Monday, October 07, 2019

 

Rob Calise

The Employee Retirement Income Security Act (ERISA) requires plan administrators to give plan participants and beneficiaries important information about their retirement and health benefit plans. Some of these must be provided regularly and automatically by the plan administrator. And one of the most important documents participants and beneficiaries under the plan are entitled to receive is a summary of the plan called the summary plan description (SPD).

Here’s what you need to know to make sure you’re SPD-compliant.

Who Provides the SPD?

A common misconception is that the carrier or broker handles distributing the SPD to employees. Rather, it is the responsibility of the employer to provide the document.

What Does the SPD Contain?

The SPD explains what the plan provides, how it operates, and a description of participant and beneficiary rights, benefits and responsibilities in language they can understand. Some of the required content includes: name and type of plan, eligibility, benefits, claims, termination of the plan and more.

How do Employers Handle Plan Changes?

If a plan is changed materially, participants and beneficiaries must be informed either through a revised summary plan description or in a separate document called a summary of material modifications no later than 210 days after the close of the plan year for which the modification was adopted.

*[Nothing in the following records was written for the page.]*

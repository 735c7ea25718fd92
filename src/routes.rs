use std::sync::Arc;

use slog::{debug, error, Logger};
use warp::http::StatusCode;
use warp::reject;
use warp::reply::{json, with_status, Json, WithStatus};
use warp::{Filter, Reply};

use crate::environment::Environment;
use crate::errors::BackendError;

pub mod admin;
mod handlers;
mod rejection;
mod response;

use self::rejection::Context;

pub use internal::*;

/// Form submissions are a handful of short fields.
const MAX_FORM_LENGTH: u64 = 16 * 1024;

/// Combines every survey route, formatting failures as JSON.
pub fn make_routes(
    environment: Environment,
) -> impl Filter<Extract = (impl Reply,), Error = reject::Rejection> + Clone {
    let logger = environment.logger.clone();

    make_questionnaire_route(environment.clone())
        .or(make_submit_route(environment.clone()))
        .or(make_aggregate_route(environment.clone()))
        .or(make_data_route(environment.clone()))
        .or(make_download_route(environment.clone()))
        .or(make_report_route(environment.clone()))
        .or(make_report_download_route(environment))
        .recover(move |r| format_rejection(logger.clone(), r))
}

pub async fn format_rejection(
    logger: Arc<Logger>,
    rej: reject::Rejection,
) -> Result<WithStatus<Json>, reject::Rejection> {
    if let Some(r) = rej.find::<rejection::Rejection>() {
        return Ok(reply_with(&logger, r));
    }

    // forms the decoder cannot read never reach the submit handler
    if let Some(e) = rej.find::<warp::body::BodyDeserializeError>() {
        debug!(logger, "Undecodable form"; "error" => %e);
        let r = rejection::Rejection::new(Context::submit(), BackendError::MalformedFormSubmission);

        return Ok(reply_with(&logger, &r));
    }

    Err(rej)
}

fn reply_with(logger: &Logger, r: &rejection::Rejection) -> WithStatus<Json> {
    let e = &r.error;
    error!(logger, "Backend error"; "context" => ?r.context, "error" => ?r.error, "status" => %status_code_for(e), "message" => %r.error);

    with_status(json(&r.flatten()), status_code_for(e))
}

fn status_code_for(e: &BackendError) -> StatusCode {
    use BackendError::*;

    match e {
        InvalidInput { .. } | MalformedFormSubmission => StatusCode::BAD_REQUEST,
        NotFound(..) => StatusCode::NOT_FOUND,
        _ => StatusCode::INTERNAL_SERVER_ERROR,
    }
}

mod internal {
    use warp::filters::BoxedFilter;
    use warp::path::end;
    use warp::Filter;
    use warp::Reply;
    use warp::{body, get as g, path as p, path::param as par, post};

    use super::{handlers, MAX_FORM_LENGTH};
    use crate::environment::Environment;
    use crate::submission::{RawSubmission, RecordId};

    type Route = BoxedFilter<(Box<dyn Reply>,)>;

    macro_rules! route_filter {
    ($route_variable:ident; $first:expr) => (let $route_variable = $route_variable.and($first););
    ($route_variable:ident; $first:expr, $($rest:expr),+) => (
        let $route_variable = $route_variable.and($first);
        route_filter!($route_variable; $($rest),+);
    )
}

    macro_rules! route {
    ($name:ident => $handler:ident, $route_variable:ident; $($filters:expr),+) => (
        pub fn $name(environment: Environment) -> Route {
            let $route_variable = warp::any().map(move || environment.clone());

            route_filter!($route_variable; $($filters),+);

            $route_variable.and_then(handlers::$handler)
                .boxed()
        }
    );
}

    route!(make_questionnaire_route => questionnaire, rt; p("questionnaire"), end(), g());
    route!(make_submit_route => submit, rt; p("submit"), end(), post(), body::content_length_limit(MAX_FORM_LENGTH), body::form::<RawSubmission>());
    route!(make_data_route => data, rt; p("data"), end(), g());
    route!(make_aggregate_route => aggregate, rt; p("data"), p("aggregate"), end(), g());
    route!(make_download_route => download, rt; p("download"), end(), g());
    route!(make_report_route => report, rt; p("report"), par::<RecordId>(), end(), g());
    route!(make_report_download_route => download_report, rt; p("download-report"), par::<RecordId>(), end(), g());
}
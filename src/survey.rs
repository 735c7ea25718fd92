use std::fmt;

use serde::{Deserialize, Serialize};

/// The value the form submits for participants travelling from abroad.
pub const FOREIGN_SENTINEL: &str = "Not applicable (foreign)";

/// The label shown in reports for participants travelling from abroad.
pub const FOREIGN_LABEL: &str = "Foreign";

/// Brazilian states offered on the form, followed by the foreign option.
pub const ORIGINS: [&str; 28] = [
    "Acre",
    "Alagoas",
    "Amapá",
    "Amazonas",
    "Bahia",
    "Ceará",
    "Distrito Federal",
    "Espírito Santo",
    "Goiás",
    "Maranhão",
    "Mato Grosso",
    "Mato Grosso do Sul",
    "Minas Gerais",
    "Pará",
    "Paraíba",
    "Paraná",
    "Pernambuco",
    "Piauí",
    "Rio de Janeiro",
    "Rio Grande do Norte",
    "Rio Grande do Sul",
    "Rondônia",
    "Roraima",
    "Santa Catarina",
    "São Paulo",
    "Sergipe",
    "Tocantins",
    FOREIGN_SENTINEL,
];

/// The role a participant had at the event. Anything not on the list
/// becomes [`ParticipantType::Other`].
#[derive(Clone, Copy, Debug, PartialEq, Eq, Hash, Deserialize, Serialize)]
#[serde(from = "String", into = "String")]
pub enum ParticipantType {
    Sailor,
    Coach,
    AthleteCompanion,
    RaceCommittee,
    ServiceProvider,
    Organization,
    Other,
}

impl ParticipantType {
    pub const ALL: [ParticipantType; 7] = [
        ParticipantType::Sailor,
        ParticipantType::Coach,
        ParticipantType::AthleteCompanion,
        ParticipantType::RaceCommittee,
        ParticipantType::ServiceProvider,
        ParticipantType::Organization,
        ParticipantType::Other,
    ];

    pub fn as_str(self) -> &'static str {
        use ParticipantType::*;

        match self {
            Sailor => "Sailor",
            Coach => "Coach",
            AthleteCompanion => "Athlete companion",
            RaceCommittee => "Race committee",
            ServiceProvider => "Service provider",
            Organization => "Organization",
            Other => "Other",
        }
    }
}

impl From<&str> for ParticipantType {
    fn from(raw: &str) -> Self {
        ParticipantType::ALL
            .iter()
            .copied()
            .find(|kind| kind.as_str() == raw)
            .unwrap_or(ParticipantType::Other)
    }
}

impl From<String> for ParticipantType {
    fn from(raw: String) -> Self {
        ParticipantType::from(raw.as_str())
    }
}

impl From<ParticipantType> for String {
    fn from(kind: ParticipantType) -> Self {
        kind.as_str().to_owned()
    }
}

impl fmt::Display for ParticipantType {
    fn fmt(&self, f: &mut fmt::Formatter<'_>) -> fmt::Result {
        f.write_str(self.as_str())
    }
}

/// Where a participant travelled from. Free text is accepted as a region.
#[derive(Clone, Debug, PartialEq, Eq, Deserialize, Serialize)]
#[serde(from = "String", into = "String")]
pub enum Origin {
    Region(String),
    Foreign,
}

impl Origin {
    pub fn as_str(&self) -> &str {
        match self {
            Origin::Region(region) => region,
            Origin::Foreign => FOREIGN_SENTINEL,
        }
    }

    pub fn display_label(&self) -> &str {
        match self {
            Origin::Region(region) => region,
            Origin::Foreign => FOREIGN_LABEL,
        }
    }
}

impl From<&str> for Origin {
    fn from(raw: &str) -> Self {
        if raw == FOREIGN_SENTINEL {
            Origin::Foreign
        } else {
            Origin::Region(raw.to_owned())
        }
    }
}

impl From<String> for Origin {
    fn from(raw: String) -> Self {
        Origin::from(raw.as_str())
    }
}

impl From<Origin> for String {
    fn from(origin: Origin) -> Self {
        match origin {
            Origin::Region(region) => region,
            Origin::Foreign => FOREIGN_SENTINEL.to_owned(),
        }
    }
}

For non-material changes, a new SPD is required every five years and, if there haven’t been any plan changes, a new one must be furnished every ten years.

When are SPDs due?

SPDs for new plans have to be provided to participants and beneficiaries within 120 days of the effective date of the plan. For existing plans, the SPD must be provided to new employees within 90 days of becoming covered by the plan. The documents can be distributed in person, by first-class mail or electronically under certain circumstances.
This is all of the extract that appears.